The whole of the data is to be returned without a single change.
BEGIN PROVIDED ENTRIES
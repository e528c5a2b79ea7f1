use std::str::FromStr;

use rust_decimal::Decimal;

use storefront::api::web::dto::{ProductCreateReqDto, ProductPriceReqDto};
use storefront::model::{
    ProductModel, ProductModelError, StockSaleResult, MAX_IMAGE_NCHARS, MAX_TITLE_NCHARS,
};

fn ut_req_dto(title: &str, price: ProductPriceReqDto, qty: Option<u32>) -> ProductCreateReqDto {
    ProductCreateReqDto {
        title: title.to_string(),
        description: None,
        price,
        image: None,
        quantity: qty,
    }
}

fn ut_saved_product(price: &str, quantity: u32) -> ProductModel {
    ProductModel {
        id: 18,
        title: "Noise Cancelling Headphones".to_string(),
        description: "over-ear, wireless".to_string(),
        price: Decimal::from_str(price).unwrap(),
        image: "https://cdn.nexusstock.com/p/18.png".to_string(),
        quantity,
    }
}

#[test]
fn convert_from_dto_ok() {
    let price = ProductPriceReqDto::Text(" 29990 ".to_string());
    let mut req = ut_req_dto("Smart Watch", price, Some(7));
    req.description = Some("AMOLED display".to_string());
    let result = ProductModel::try_from(req);
    assert!(result.is_ok());
    let m = result.unwrap();
    assert_eq!(m.id, 0);
    assert_eq!(m.title.as_str(), "Smart Watch");
    assert_eq!(m.description.as_str(), "AMOLED display");
    assert_eq!(m.price.to_string().as_str(), "29990.00");
    assert_eq!(m.quantity, 7);
    assert!(m.image.is_empty());
}

#[test]
fn convert_from_dto_default_quantity() {
    let price = ProductPriceReqDto::Number(serde_json::Number::from(450u32));
    let req = ut_req_dto("USB-C Cable", price, None);
    let m = ProductModel::try_from(req).unwrap();
    assert_eq!(m.quantity, 10);
    assert_eq!(m.price, Decimal::new(45000, 2));
}

#[test]
fn convert_from_dto_price_rounding() {
    let cases = [
        ("10.005", "10.01"),
        ("10.004", "10.00"),
        ("0.1", "0.10"),
        ("1e2", "100.00"),
    ];
    for (raw, expect) in cases {
        let price = ProductPriceReqDto::Text(raw.to_string());
        let m = ProductModel::try_from(ut_req_dto("Desk Lamp", price, None)).unwrap();
        assert_eq!(m.price.to_string().as_str(), expect);
    }
    let num = serde_json::from_str::<serde_json::Number>("12.5").unwrap();
    let m = ProductModel::try_from(ut_req_dto("Desk Lamp", ProductPriceReqDto::Number(num), None))
        .unwrap();
    assert_eq!(m.price.to_string().as_str(), "12.50");
}

#[test]
fn convert_from_dto_error() {
    let price = ProductPriceReqDto::Text("100".to_string());
    let result = ProductModel::try_from(ut_req_dto("   ", price, None));
    assert_eq!(result.unwrap_err(), ProductModelError::EmptyTitle);

    let price = ProductPriceReqDto::Text("-0.5".to_string());
    let result = ProductModel::try_from(ut_req_dto("Mouse Pad", price, None));
    assert!(matches!(result, Err(ProductModelError::NegativePrice(_))));

    let price = ProductPriceReqDto::Text("twelve".to_string());
    let result = ProductModel::try_from(ut_req_dto("Mouse Pad", price, None));
    if let Err(ProductModelError::InvalidPrice(raw)) = result {
        assert_eq!(raw.as_str(), "twelve");
    } else {
        panic!("unexpected result");
    }
}

#[test]
fn convert_from_dto_truncate_fields() {
    let title = "é".repeat(MAX_TITLE_NCHARS + 30);
    let mut req = ut_req_dto(&title, ProductPriceReqDto::Text("5".to_string()), None);
    req.image = Some("圖".repeat(MAX_IMAGE_NCHARS + 1));
    let m = ProductModel::try_from(req).unwrap();
    assert_eq!(m.title.chars().count(), MAX_TITLE_NCHARS);
    assert_eq!(m.image.chars().count(), MAX_IMAGE_NCHARS);
    assert!(m.title.chars().all(|c| c == 'é'));
}

#[test]
fn pay_amount_minor_unit_ok() {
    let m = ut_saved_product("100.00", 10);
    assert_eq!(m.pay_amount_minor(2), Ok(20000));
    let m = ut_saved_product("29990.00", 10);
    assert_eq!(m.pay_amount_minor(1), Ok(2999000));
    let m = ut_saved_product("19.99", 10);
    assert_eq!(m.pay_amount_minor(3), Ok(5997));
    let m = ut_saved_product("0.00", 10);
    assert_eq!(m.pay_amount_minor(4), Ok(0));
}

#[test]
fn pay_amount_minor_unit_error() {
    let m = ut_saved_product("100.00", 10);
    assert_eq!(m.pay_amount_minor(0), Err(ProductModelError::ZeroQuantity));
    let m = ut_saved_product("79228162514264337593543950335", 10);
    let result = m.pay_amount_minor(2);
    assert!(matches!(
        result,
        Err(ProductModelError::AmountOverflow { quantity: 2, .. })
    ));
}

#[test]
fn sell_never_below_zero() {
    let mut m = ut_saved_product("100.00", 1);
    let result = m.try_sell(5);
    assert_eq!(
        result,
        StockSaleResult::Insufficient {
            on_hand: 1,
            requested: 5
        }
    );
    assert_eq!(m.quantity, 1);
    let result = m.try_sell(1);
    assert_eq!(result, StockSaleResult::Sold { remaining: 0 });
    assert_eq!(m.quantity, 0);
    assert!(!m.in_stock(1));
    assert!(m.in_stock(0));
}

#[test]
fn restock_and_low_stock() {
    let mut m = ut_saved_product("100.00", 4);
    assert!(m.is_low_stock(5));
    m.quantity = 5;
    assert!(!m.is_low_stock(5));
    m.restock(20);
    assert_eq!(m.quantity, 20);
    m.quantity = 3;
    m.restock(20);
    assert_eq!(m.quantity, 20);
}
END PROVIDED ENTRIES
SOLUTION TO THIS EXERCISE:
repository e528c5a2b79ea7f1
use std::str::FromStr;

use rust_decimal::Decimal;

use storefront::api::web::dto::{ProductCreateReqDto, ProductPriceReqDto};
use storefront::model::{
    ProductModel, ProductModelError, StockSaleResult, MAX_IMAGE_NCHARS, MAX_TITLE_NCHARS,
};

fn ut_req_dto(title: &str, price: ProductPriceReqDto, qty: Option<u32>) -> ProductCreateReqDto {
    ProductCreateReqDto {
        title: title.to_string(),
        description: None,
        price,
        image: None,
        quantity: qty,
    }
}

fn ut_saved_product(price: &str, quantity: u32) -> ProductModel {
    ProductModel {
        id: 18,
        title: "Noise Cancelling Headphones".to_string(),
        description: "over-ear, wireless".to_string(),
        price: Decimal::from_str(price).unwrap(),
        image: "https://cdn.nexusstock.com/p/18.png".to_string(),
        quantity,
    }
}

#[test]
fn convert_from_dto_ok() {
    let price = ProductPriceReqDto::Text(" 29990 ".to_string());
    let mut req = ut_req_dto("Smart Watch", price, Some(7));
    req.description = Some("AMOLED display".to_string());
    let result = ProductModel::try_from(req);
    assert!(result.is_ok());
    let m = result.unwrap();
    assert_eq!(m.id, 0);
    assert_eq!(m.title.as_str(), "Smart Watch");
    assert_eq!(m.description.as_str(), "AMOLED display");
    assert_eq!(m.price.to_string().as_str(), "29990.00");
    assert_eq!(m.quantity, 7);
    assert!(m.image.is_empty());
}

#[test]
fn convert_from_dto_default_quantity() {
    let price = ProductPriceReqDto::Number(serde_json::Number::from(450u32));
    let req = ut_req_dto("USB-C Cable", price, None);
    let m = ProductModel::try_from(req).unwrap();
    assert_eq!(m.quantity, 10);
    assert_eq!(m.price, Decimal::new(45000, 2));
}

#[test]
fn convert_from_dto_price_rounding() {
    let cases = [
        ("10.005", "10.01"),
        ("10.004", "10.00"),
        ("0.1", "0.10"),
        ("1e2", "100.00"),
    ];
    for (raw, expect) in cases {
        let price = ProductPriceReqDto::Text(raw.to_string());
        let m = ProductModel::try_from(ut_req_dto("Desk Lamp", price, None)).unwrap();
        assert_eq!(m.price.to_string().as_str(), expect);
    }
    let num = serde_json::from_str::<serde_json::Number>("12.5").unwrap();
    let m = ProductModel::try_from(ut_req_dto("Desk Lamp", ProductPriceReqDto::Number(num), None))
        .unwrap();
    assert_eq!(m.price.to_string().as_str(), "12.50");
}

#[test]
fn convert_from_dto_error() {
    let price = ProductPriceReqDto::Text("100".to_string());
    let result = ProductModel::try_from(ut_req_dto("   ", price, None));
    assert_eq!(result.unwrap_err(), ProductModelError::EmptyTitle);

    let price = ProductPriceReqDto::Text("-0.5".to_string());
    let result = ProductModel::try_from(ut_req_dto("Mouse Pad", price, None));
    assert!(matches!(result, Err(ProductModelError::NegativePrice(_))));

    let price = ProductPriceReqDto::Text("twelve".to_string());
    let result = ProductModel::try_from(ut_req_dto("Mouse Pad", price, None));
    if let Err(ProductModelError::InvalidPrice(raw)) = result {
        assert_eq!(raw.as_str(), "twelve");
    } else {
        panic!("unexpected result");
    }
}

#[test]
fn convert_from_dto_truncate_fields() {
    let title = "é".repeat(MAX_TITLE_NCHARS + 30);
    let mut req = ut_req_dto(&title, ProductPriceReqDto::Text("5".to_string()), None);
    req.image = Some("圖".repeat(MAX_IMAGE_NCHARS + 1));
    let m = ProductModel::try_from(req).unwrap();
    assert_eq!(m.title.chars().count(), MAX_TITLE_NCHARS);
    assert_eq!(m.image.chars().count(), MAX_IMAGE_NCHARS);
    assert!(m.title.chars().all(|c| c == 'é'));
}

#[test]
fn pay_amount_minor_unit_ok() {
    let m = ut_saved_product("100.00", 10);
    assert_eq!(m.pay_amount_minor(2), Ok(20000));
    let m = ut_saved_product("29990.00", 10);
    assert_eq!(m.pay_amount_minor(1), Ok(2999000));
    let m = ut_saved_product("19.99", 10);
    assert_eq!(m.pay_amount_minor(3), Ok(5997));
    let m = ut_saved_product("0.00", 10);
    assert_eq!(m.pay_amount_minor(4), Ok(0));
}

#[test]
fn pay_amount_minor_unit_error() {
    let m = ut_saved_product("100.00", 10);
    assert_eq!(m.pay_amount_minor(0), Err(ProductModelError::ZeroQuantity));
    let m = ut_saved_product("79228162514264337593543950335", 10);
    let result = m.pay_amount_minor(2);
    assert!(matches!(
        result,
        Err(ProductModelError::AmountOverflow { quantity: 2, .. })
    ));
}

#[test]
fn sell_never_below_zero() {
    let mut m = ut_saved_product("100.00", 1);
    let result = m.try_sell(5);
    assert_eq!(
        result,
        StockSaleResult::Insufficient {
            on_hand: 1,
            requested: 5
        }
    );
    assert_eq!(m.quantity, 1);
    let result = m.try_sell(1);
    assert_eq!(result, StockSaleResult::Sold { remaining: 0 });
    assert_eq!(m.quantity, 0);
    assert!(!m.in_stock(1));
    assert!(m.in_stock(0));
}

#[test]
fn restock_and_low_stock() {
    let mut m = ut_saved_product("100.00", 4);
    assert!(m.is_low_stock(5));
    m.quantity = 5;
    assert!(!m.is_low_stock(5));
    m.restock(20);
    assert_eq!(m.quantity, 20);
    m.quantity = 3;
    m.restock(20);
    assert_eq!(m.quantity, 20);
}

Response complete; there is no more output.